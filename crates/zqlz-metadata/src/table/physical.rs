use parking_lot::RwLock;
use std::sync::Arc;
use zqlz_core::{Connection, MonitorTask, ProgressMonitor, Row, Value};

use super::{
    ColumnFetcher, IndexFetcher, PartitionFetcher, PartitionInfo, TableColumn, TableIndex,
    TablePartition, optional_i64,
};
use crate::data_source::DataSource;
use crate::error::{MetadataError, MetadataResult};
use crate::fetch::LookupParent;
use crate::lazy::ObjectLookupCache;
use crate::retry::{RetryPolicy, retry_with_policy};
use crate::validator::{
    PartitionInfoSource, PartitionInfoValidator, PropertyCacheValidator, PropertyId,
    RealRowCountValidator, RowCountSource,
};

/// What a table object stands for
#[derive(Debug, Clone, Copy, PartialEq, Eq)]
pub enum TableKind {
    /// An ordinary table
    Table,
    /// A single partition opened as a table of its own; never partitioned
    Partition,
}

/// Listing data a table is built from
#[derive(Debug, Clone, PartialEq)]
pub struct TableDescriptor {
    pub schema: String,
    pub name: String,
    pub kind: TableKind,
    pub row_count: Option<i64>,
    pub tablespace: Option<String>,
    pub partitioned: bool,
    /// False for tables that exist only in the model so far
    pub persisted: bool,
}

impl TableDescriptor {
    /// A new, not yet created table
    pub fn table(schema: impl Into<String>, name: impl Into<String>) -> Self {
        Self {
            schema: schema.into(),
            name: name.into(),
            kind: TableKind::Table,
            row_count: None,
            tablespace: None,
            partitioned: false,
            persisted: false,
        }
    }

    /// Read a row of a table listing (`ALL_TABLES` shape)
    pub fn from_row(schema: impl Into<String>, row: &Row) -> MetadataResult<Self> {
        let schema = schema.into();
        let name = row.get_string("TABLE_NAME").ok_or_else(|| MetadataError::Mapping {
            kind: "tables",
            parent: schema.clone(),
            message: "TABLE_NAME is empty".to_string(),
        })?;
        let row_count = optional_i64(row, "NUM_ROWS", "tables", &format!("{schema}.{name}"))?;
        Ok(Self {
            row_count,
            tablespace: row.get_string("TABLESPACE_NAME"),
            partitioned: row.get_flag("PARTITIONED"),
            persisted: true,
            kind: TableKind::Table,
            schema,
            name,
        })
    }

    pub fn partitioned(mut self, partitioned: bool) -> Self {
        self.partitioned = partitioned;
        self
    }

    pub fn kind(mut self, kind: TableKind) -> Self {
        self.kind = kind;
        self
    }
}

/// Table model owning its lazily loaded child collections.
///
/// The partition cache only exists for partitioned tables. Derived
/// properties (partition info, exact row count) are stored on the table and
/// guarded by validators rather than by a lookup cache.
pub struct PhysicalTable {
    data_source: Arc<DataSource>,
    schema: String,
    name: String,
    kind: TableKind,
    row_count: Option<i64>,
    tablespace: RwLock<Option<String>>,
    partitioned: bool,
    persisted: bool,

    partition_cache: Option<ObjectLookupCache<PartitionFetcher>>,
    index_cache: ObjectLookupCache<IndexFetcher>,
    column_cache: ObjectLookupCache<ColumnFetcher>,

    partition_info: RwLock<Option<Arc<PartitionInfo>>>,
    real_row_count: RwLock<Option<i64>>,
    /// Serialises loading and resetting of the derived properties
    property_lock: tokio::sync::Mutex<()>,
}

impl PhysicalTable {
    pub fn new(data_source: Arc<DataSource>, descriptor: TableDescriptor) -> Arc<Self> {
        let partitioned = descriptor.partitioned && descriptor.kind == TableKind::Table;
        Arc::new(Self {
            data_source,
            schema: descriptor.schema,
            name: descriptor.name,
            kind: descriptor.kind,
            row_count: descriptor.row_count,
            tablespace: RwLock::new(descriptor.tablespace),
            partitioned,
            persisted: descriptor.persisted,
            partition_cache: partitioned.then(|| ObjectLookupCache::new(PartitionFetcher)),
            index_cache: ObjectLookupCache::new(IndexFetcher),
            column_cache: ObjectLookupCache::new(ColumnFetcher),
            partition_info: RwLock::new(None),
            real_row_count: RwLock::new(None),
            property_lock: tokio::sync::Mutex::new(()),
        })
    }

    pub fn data_source(&self) -> &Arc<DataSource> {
        &self.data_source
    }

    pub fn schema(&self) -> &str {
        &self.schema
    }

    pub fn name(&self) -> &str {
        &self.name
    }

    pub fn kind(&self) -> TableKind {
        self.kind
    }

    /// Row count from optimizer statistics
    pub fn row_count(&self) -> Option<i64> {
        self.row_count
    }

    pub fn tablespace(&self) -> Option<String> {
        self.tablespace.read().clone()
    }

    pub fn set_tablespace(&self, tablespace: Option<String>) {
        *self.tablespace.write() = tablespace;
    }

    pub fn is_partitioned(&self) -> bool {
        self.partitioned
    }

    pub fn is_persisted(&self) -> bool {
        self.persisted
    }

    pub fn partition_cache(&self) -> Option<&ObjectLookupCache<PartitionFetcher>> {
        self.partition_cache.as_ref()
    }

    pub fn index_cache(&self) -> &ObjectLookupCache<IndexFetcher> {
        &self.index_cache
    }

    pub fn column_cache(&self) -> &ObjectLookupCache<ColumnFetcher> {
        &self.column_cache
    }

    // ========== Child collections ==========

    /// Partitions in partition position order; empty for tables that are not
    /// partitioned
    pub async fn partitions(
        self: &Arc<Self>,
        conn: &dyn Connection,
        monitor: &dyn ProgressMonitor,
    ) -> MetadataResult<Vec<Arc<TablePartition>>> {
        match &self.partition_cache {
            Some(cache) => cache.get_objects(conn, monitor, self).await,
            None => Ok(Vec::new()),
        }
    }

    pub async fn partition(
        self: &Arc<Self>,
        conn: &dyn Connection,
        monitor: &dyn ProgressMonitor,
        name: &str,
    ) -> MetadataResult<Option<Arc<TablePartition>>> {
        match &self.partition_cache {
            Some(cache) => cache.get_object(conn, monitor, self, name).await,
            None => Ok(None),
        }
    }

    /// Re-read one partition, e.g. after it was split or dropped
    pub async fn refresh_partition(
        self: &Arc<Self>,
        conn: &dyn Connection,
        monitor: &dyn ProgressMonitor,
        name: &str,
    ) -> MetadataResult<Option<Arc<TablePartition>>> {
        match &self.partition_cache {
            Some(cache) => cache.refresh_object(conn, monitor, self, name).await,
            None => Ok(None),
        }
    }

    /// [`partitions`](Self::partitions), retried on connectivity failures
    pub async fn partitions_with_retry(
        self: &Arc<Self>,
        conn: &dyn Connection,
        monitor: &dyn ProgressMonitor,
        policy: &RetryPolicy,
    ) -> MetadataResult<Vec<Arc<TablePartition>>> {
        retry_with_policy(policy, monitor, MetadataError::is_transient, move |_| {
            self.partitions(conn, monitor)
        })
        .await
    }

    pub async fn indexes(
        self: &Arc<Self>,
        conn: &dyn Connection,
        monitor: &dyn ProgressMonitor,
    ) -> MetadataResult<Vec<Arc<TableIndex>>> {
        self.index_cache.get_objects(conn, monitor, self).await
    }

    pub async fn index(
        self: &Arc<Self>,
        conn: &dyn Connection,
        monitor: &dyn ProgressMonitor,
        name: &str,
    ) -> MetadataResult<Option<Arc<TableIndex>>> {
        self.index_cache.get_object(conn, monitor, self, name).await
    }

    pub async fn columns(
        self: &Arc<Self>,
        conn: &dyn Connection,
        monitor: &dyn ProgressMonitor,
    ) -> MetadataResult<Vec<Arc<TableColumn>>> {
        self.column_cache.get_objects(conn, monitor, self).await
    }

    pub async fn column(
        self: &Arc<Self>,
        conn: &dyn Connection,
        monitor: &dyn ProgressMonitor,
        name: &str,
    ) -> MetadataResult<Option<Arc<TableColumn>>> {
        self.column_cache.get_object(conn, monitor, self, name).await
    }

    // ========== Derived properties ==========

    /// Partitioning summary, loaded once. `None` for tables that are not
    /// partitioned, when the dictionary has no row, or when the monitor was
    /// cancelled before loading.
    pub async fn partition_info(
        &self,
        conn: &dyn Connection,
        monitor: &dyn ProgressMonitor,
    ) -> MetadataResult<Option<Arc<PartitionInfo>>> {
        if !self.partitioned {
            return Ok(None);
        }
        let cached = self.partition_info.read().clone();
        if cached.is_some() || monitor.is_cancelled() {
            return Ok(cached);
        }

        let _guard = self.property_lock.lock().await;
        let cached = self.partition_info.read().clone();
        if cached.is_some() {
            return Ok(cached);
        }

        let statement = PartitionInfo::statement(self);
        let task = MonitorTask::begin(monitor, "Load partitioning info");
        let result = conn.query(&statement.sql, &statement.params).await;
        drop(task);
        let result = result.map_err(|e| {
            MetadataError::from_executor("partition info", self.qualified_name(), e)
        })?;

        let info = match result.rows.first() {
            Some(row) => Arc::new(PartitionInfo::from_row(self, row)?),
            None => {
                tracing::debug!(table = %self.qualified_name(), "no partitioning info found");
                return Ok(None);
            }
        };
        *self.partition_info.write() = Some(Arc::clone(&info));
        Ok(Some(info))
    }

    /// Exact row count via `COUNT(*)`, computed once.
    ///
    /// Not available for tables that were never created. A failed count is
    /// logged and remembered as -1.
    pub async fn real_row_count(
        &self,
        conn: &dyn Connection,
        monitor: &dyn ProgressMonitor,
    ) -> Option<i64> {
        let cached = *self.real_row_count.read();
        if cached.is_some() || !self.persisted || monitor.is_cancelled() {
            return cached;
        }

        let _guard = self.property_lock.lock().await;
        let cached = *self.real_row_count.read();
        if cached.is_some() {
            return cached;
        }

        let sql = format!("SELECT COUNT(*) FROM {}", self.quoted_name());
        let task = MonitorTask::begin(monitor, "Read row count");
        let count = match conn.query(&sql, &[]).await {
            Ok(result) => result
                .rows
                .first()
                .and_then(|row| row.get(0))
                .and_then(Value::as_i64),
            Err(e) => {
                tracing::debug!(table = %self.qualified_name(), error = %e, "can't fetch row count");
                None
            }
        };
        drop(task);

        let count = count.unwrap_or(-1);
        *self.real_row_count.write() = Some(count);
        Some(count)
    }

    /// Whether a derived property can be shown without loading it
    pub fn is_property_cached(&self, property: PropertyId) -> bool {
        match property {
            PropertyId::PartitionInfo => PartitionInfoValidator.is_property_cached(self, property),
            PropertyId::RealRowCount => RealRowCountValidator.is_property_cached(self, property),
        }
    }

    /// Forget every loaded child collection and derived property
    pub async fn refresh(&self) {
        self.index_cache.clear_cache().await;
        self.column_cache.clear_cache().await;
        if let Some(cache) = &self.partition_cache {
            cache.clear_cache().await;
        }

        let _guard = self.property_lock.lock().await;
        *self.partition_info.write() = None;
        *self.real_row_count.write() = None;
        tracing::info!(table = %self.qualified_name(), "refreshed table metadata");
    }

    fn quoted_name(&self) -> String {
        fn quote(identifier: &str) -> String {
            format!("\"{}\"", identifier.replace('"', "\"\""))
        }
        format!("{}.{}", quote(&self.schema), quote(&self.name))
    }
}

impl LookupParent for PhysicalTable {
    fn qualified_name(&self) -> String {
        format!("{}.{}", self.schema, self.name)
    }
}

impl PartitionInfoSource for PhysicalTable {
    fn is_partitioned(&self) -> bool {
        self.partitioned
    }

    fn has_partition_info(&self) -> bool {
        self.partition_info.read().is_some()
    }
}

impl RowCountSource for PhysicalTable {
    fn has_real_row_count(&self) -> bool {
        self.real_row_count.read().is_some()
    }
}

impl std::fmt::Debug for PhysicalTable {
    fn fmt(&self, f: &mut std::fmt::Formatter<'_>) -> std::fmt::Result {
        f.debug_struct("PhysicalTable")
            .field("schema", &self.schema)
            .field("name", &self.name)
            .field("kind", &self.kind)
            .field("partitioned", &self.partitioned)
            .finish()
    }
}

▬▬▬

- **Problem details**: Look through the material above and pick out each line holding the word "write".

- **Written response**:
        *self.tablespace.write() = tablespace;
        *self.partition_info.write() = Some(Arc::clone(&info));
        *self.real_row_count.write() = Some(count);
        *self.partition_info.write() = None;
        *self.real_row_count.write() = None;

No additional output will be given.